Important:
This answer is based on tax law for the tax year ending 28 February 2018.
Answer:
We don’t have enough information to provide the guidance required.
The principle, both from a paragraph (c) or (i) of the definition of gross income in section 1(1) of the Income Tax Act, is that it must be in respect of services rendered for it to be included in gross income (see below). It must be remembered that the taxpayer bears the burden of proof should the matter be disputed by SARS - in this instance if the view is taken that it is not gross income (because it is capital in nature).
The tax consequences of a prize are not specifically dealt with in the Income Tax Act. As there is a receipt one must apply the principles of the definition of gross income to determine if it will have tax consequences. Our courts have laid down the law in this regard. According to Judge Smalberger (in CIR v Pick ‘n Pay Employee Share Purchase Trust) “... any receipts accruing to the Trust were not intended or worked for, but purely fortuitous in the sense of being an incidental by product. They were therefore non-revenue. That makes them accruals of a capital nature falling outside the definition of "gross income" in the Income Tax Act, and therefore not subject to tax.” Judge Southwood in CSARS v Wyner agreed with this and stated the principle as follows: “This means that receipts or accruals will bear the imprint of revenue if they are not fortuitous, but were designedly sought for and worked for...”
The capital nature of the receipt is irrelevant if the amount is received (or accrues) in respect of services rendered (as mentioned above). If so, it would be gross income in terms of paragraph (c) of the Income Tax Act irrespective of being capital in nature.

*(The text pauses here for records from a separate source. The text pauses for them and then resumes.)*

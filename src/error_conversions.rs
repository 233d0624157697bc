//! Error conversion glue between layers.
//!
//! The domain layer does not depend on repository or service error types, so
//! the `From` impls connecting them live here.

use crate::domain::types::TypeConstraintError;
use crate::repository::errors::RepositoryError;

impl From<TypeConstraintError> for RepositoryError {
    fn from(val: TypeConstraintError) -> Self {
        RepositoryError::ValidationError(val.to_string())
    }
}

#[cfg(feature = "server")]
mod service {
    use crate::domain::access::AccessError;
    use crate::domain::types::TypeConstraintError;
    use crate::forms::applications::{ApplicationStatusFormError, ApplyFormError};
    use crate::forms::auth::{LoginFormError, SignupFormError};
    use crate::forms::campaigns::{CampaignStatusFormError, CreateCampaignFormError};
    use crate::forms::profiles::{CompanyProfileFormError, InfluencerProfileFormError};
    use crate::services::errors::{ServiceError, UserMessage};

    /// Catalog key naming a form field, e.g. `full name` → `fields.full_name`.
    fn field_key(field: &str) -> String {
        format!("fields.{}", field.replace(' ', "_"))
    }

    impl From<TypeConstraintError> for UserMessage {
        fn from(val: TypeConstraintError) -> Self {
            let (key, field) = match val {
                TypeConstraintError::NonPositiveId(field) => ("errors.non_positive_id", field),
                TypeConstraintError::NegativeNumber(field) => ("errors.negative_number", field),
                TypeConstraintError::EmptyString(field) => ("errors.empty_field", field),
                TypeConstraintError::InvalidUrl(field) => ("errors.invalid_url", field),
                TypeConstraintError::InvalidEmail(field) => ("errors.invalid_email", field),
                TypeConstraintError::InvertedBudget => {
                    return UserMessage::new("errors.inverted_budget");
                }
                TypeConstraintError::InvalidValue(value) => {
                    log::debug!("Rejected value: {value}");
                    return UserMessage::new("errors.invalid_value");
                }
            };
            UserMessage::new(key).with_arg("field", [field_key(field)])
        }
    }

    impl From<TypeConstraintError> for ServiceError {
        fn from(val: TypeConstraintError) -> Self {
            ServiceError::TypeConstraint(val.into())
        }
    }

    impl From<AccessError> for ServiceError {
        fn from(val: AccessError) -> Self {
            let message = match &val {
                AccessError::CampaignNotActive => UserMessage::new("errors.campaign_not_active"),
                AccessError::AlreadyApplied => UserMessage::new("errors.already_applied"),
                AccessError::AlreadyDecided(status) => UserMessage::new("errors.already_decided")
                    .with_arg("status", [format!("status.{status}")]),
                AccessError::InvalidCampaignTransition(from, to) => {
                    UserMessage::new("errors.invalid_transition")
                        .with_arg("from", [format!("status.{from}")])
                        .with_arg("to", [format!("status.{to}")])
                }
                _ => return ServiceError::Forbidden(val.to_string()),
            };
            ServiceError::Conflict(message)
        }
    }

    fn invalid_fields(fields: &[String]) -> UserMessage {
        UserMessage::new("errors.invalid_fields")
            .with_arg("fields", fields.iter().map(|field| field_key(field)))
    }

    macro_rules! form_error_into_service_error {
        ($($error:ident),+ $(,)?) => {
            $(
                impl From<$error> for ServiceError {
                    fn from(val: $error) -> Self {
                        match val {
                            $error::Validation(fields) => {
                                ServiceError::Form(invalid_fields(&fields))
                            }
                            $error::TypeConstraint(err) => ServiceError::Form(err.into()),
                        }
                    }
                }
            )+
        };
    }

    form_error_into_service_error!(
        LoginFormError,
        SignupFormError,
        CreateCampaignFormError,
        CampaignStatusFormError,
        ApplyFormError,
        ApplicationStatusFormError,
        InfluencerProfileFormError,
        CompanyProfileFormError,
    );

}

Judge Howie (in the Stevens case) said “… the expressions ‘in respect of’’ … in paragraph (c) … connote a causal relationship between the amount received and the taxpayer’s services or employment.” (The reference to paragraph (c) is to the paragraph in the definition of gross income).
In SARS’s draft guide on professional sportspersons it is said that “the professional sportsperson would have entered the sporting event with the purpose of winning the prize and the prize, whether paid in cash or in kind, will form part of the sportsperson’s gross income and fall to be taxed as such.” This may well also apply in your instance.
The Seventh Schedule may also apply, unless the prize is in cash. It would apply if it is any way meant as a benefit or advantage of or by virtue of employment or as a reward for services rendered.